Tülay, Yavuz’un sitemini dinledikten sonra ona:
‘Yavuz Bey, size ne kadar teşekkür etsem azdır. Sayenizde ölümden döndüm’ dedi mahcup bir ifadeyle.
Salih, araya girerek onlara:
‘Aranızdaki konuşmalar bittiyse gidelim artık. Zira yapacak bir sürü işimiz var’ dedi onlara kızarcasına.
Yolda giderken yine dünyaya göre tuhaf bir şeyle karşılaştılar. Oradaki atlar tıpkı avatar filmindeki atlara benziyordu. O atlar çok sevimli görünüyordu ama bunun tam tersi. Onlara dokunduğun an köpek gibi hırlıyor ve kapmaya çalışıyorlardı. Bu yüzden oranın halkı onlara hiç dokunmuyor, hatta onları gördüğü zaman kaçıp uzaklaşıyorlardı.
Onlar Sirius A gezegenine ayak basmış basalı bir hafta olmuş ve yarışmalara iki gün kalmıştı. Yarışmanın yapılacağı yer tıka basa dolmuş, herkes hazırlığını tamamlamaya çalışıyordu.
Uzay oyunları gezginleri yarışmaları kazanacaklarına emindiler. Ama ya kazanamazlarsa, o zaman ne olurdu. Kendileri yüzünden bir halk yok olup gidebilirdi. Bunu da hiç istemezlerdi. Bunun için oyunları kazanmak için her şeyi yapacaklardı.
*******
Kaptan Yam, tutuklanıp sürgüne gönderileceğini anlayınca kaçma planları yaptı. Ama onu yargılama odasına götürenler kollarından öyle sıkı tutmuşlardı ki değil kaçmak kollarını bile kıpırdatamıyordu. Bu yüzden de kaçma planı suya düştü.
Onu kollarından tutan yargı odası çalışanları odaya geldikten sonra başkanın karşısına getirip zorla diz çöktürdüler.
Başkan ve yardımcıları onun karşılarında görünce yüzüne tükürdüler. Bu da onların kanununa göre kaleminin kırıldığının belirtisiydi.
Başkan, ona tek bir laf bile etmeden çıkmasını istedi. O arkasını dönüp giderken ona:
‘Seni Kuvan Bölgesi’ne sürgüne gönderiyorum’ dedi bağıra bağıra.
Kuvan Bölgesi, en ağır suç işlemiş kişilerin gönderildiği, kum fırtınaların sık sık yaşandığı taşlık bir bölgeydi. Bu bölgede ayrıca zehirli hayvanların bulunduğu yerdi. Buraya ölümüne hükmedilmiş bir bölgeydi. Bu yüzden de hiçbir suçlu bu bölgeye gitmek istemezdi.

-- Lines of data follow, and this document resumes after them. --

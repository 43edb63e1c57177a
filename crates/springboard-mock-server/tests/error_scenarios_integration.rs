//! Integration tests for the canned error-scenario and custom payment
//! endpoints.

use axum::{
    body::Body,
    http::{header, Request, StatusCode},
    response::Response,
    Router,
};
use serde_json::{json, Value};
use springboard_ledger::{BalanceStore, Profile, ProfileKind};
use springboard_mock_server::{create_router, AppState};
use tower::ServiceExt;

const GIFT_CARD_OPERATIONS: [&str; 4] = ["check_balance", "capture", "refund", "void"];
const CUSTOM_PAYMENT_OPERATIONS: [&str; 3] = ["capture", "refund", "void"];

fn app() -> (Router, AppState) {
    let state = AppState::new(
        BalanceStore::with_seed(ProfileKind::Numeric.default_seed()),
        Profile::numeric(),
    );
    (create_router(state.clone()), state)
}

async fn post(app: &Router, uri: &str) -> Response {
    app.clone()
        .oneshot(
            Request::builder()
                .method("POST")
                .uri(uri)
                .header("Content-Type", "application/json")
                .body(Body::from(r#"{"number":"1","amount":10}"#))
                .unwrap(),
        )
        .await
        .expect("Failed to send request")
}

async fn body_bytes(response: Response) -> Vec<u8> {
    axum::body::to_bytes(response.into_body(), usize::MAX)
        .await
        .expect("Failed to read response body")
        .to_vec()
}

async fn assert_error_shapes(app: &Router, prefix: &str, operation: &str) {
    let response = post(app, &format!("{}/{}_error", prefix, operation)).await;
    assert_eq!(response.status(), StatusCode::BAD_REQUEST);
    let body: Value = serde_json::from_slice(&body_bytes(response).await).unwrap();
    assert_eq!(body, json!({ "message": "Error example with message key" }));

    let response = post(app, &format!("{}/{}_error_json", prefix, operation)).await;
    assert_eq!(response.status(), StatusCode::UNPROCESSABLE_ENTITY);
    let body: Value = serde_json::from_slice(&body_bytes(response).await).unwrap();
    assert_eq!(body, json!({ "error": "Error example without message key" }));

    let response = post(app, &format!("{}/{}_error_text", prefix, operation)).await;
    assert_eq!(response.status(), StatusCode::INTERNAL_SERVER_ERROR);
    let content_type = response
        .headers()
        .get(header::CONTENT_TYPE)
        .and_then(|v| v.to_str().ok())
        .unwrap_or_default()
        .to_string();
    assert!(content_type.starts_with("text/plain"), "{}", content_type);
    assert_eq!(body_bytes(response).await, b"Error example is not JSON");
}

#[tokio::test]
async fn test_check_balance_error() {
    let (app, _) = app();
    let response = post(&app, "/gift_cards/check_balance_error").await;
    assert_eq!(response.status(), StatusCode::BAD_REQUEST);
    let body: Value = serde_json::from_slice(&body_bytes(response).await).unwrap();
    assert_eq!(body, json!({ "message": "Error example with message key" }));
}

#[tokio::test]
async fn test_gift_card_error_scenarios() {
    let (app, _) = app();
    for operation in GIFT_CARD_OPERATIONS {
        assert_error_shapes(&app, "/gift_cards", operation).await;
    }
}

#[tokio::test]
async fn test_custom_payment_error_scenarios() {
    let (app, _) = app();
    for operation in CUSTOM_PAYMENT_OPERATIONS {
        assert_error_shapes(&app, "/custom_payment", operation).await;
    }
}

#[tokio::test]
async fn test_custom_payment_success() {
    let (app, _) = app();
    for operation in CUSTOM_PAYMENT_OPERATIONS {
        let response = post(&app, &format!("/custom_payment/{}", operation)).await;
        assert_eq!(response.status(), StatusCode::OK);
        let body: Value = serde_json::from_slice(&body_bytes(response).await).unwrap();
        assert_eq!(body, json!({ "message": "Success" }));
    }
}

#[tokio::test]
async fn test_scenarios_do_not_touch_store() {
    let (app, state) = app();
    post(&app, "/gift_cards/capture_error").await;
    post(&app, "/gift_cards/refund_error_json").await;
    post(&app, "/custom_payment/capture").await;
    assert_eq!(state.balance("1").await, Some(bigdecimal::BigDecimal::from(10000)));
}

#[tokio::test]
async fn test_custom_payment_has_no_check_balance() {
    let (app, _) = app();
    let response = post(&app, "/custom_payment/check_balance_error").await;
    assert_eq!(response.status(), StatusCode::FORBIDDEN);
}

Ham, Kuvan Bölgesi’ni duyunca iliklerine kadar ürperdi. Oraya gitmemek için her şeyini feda edebilirdi. Ama yanında ızbandut gibi adamlar vardı. Onlar, kaçmaması için ortalarına alıp öyle sıkıştırmışlardı ki canlanması bile mümkün değildi. Bundan dolayı da onlarla beraber tıpış tıpış gidiyordu. Aslında atasına ve vatanına yaptığı ihanetin cezasını çekiyordu. Hem de bir daha oradan çıkmamak üzere.
Kuvan Bölgesine iki günlük bir yolculuktan sonra vardılar. Orada onları yine ızbandut gibi adamlar bekliyordu ve ağızları sulanmış gibi bakan suçlular…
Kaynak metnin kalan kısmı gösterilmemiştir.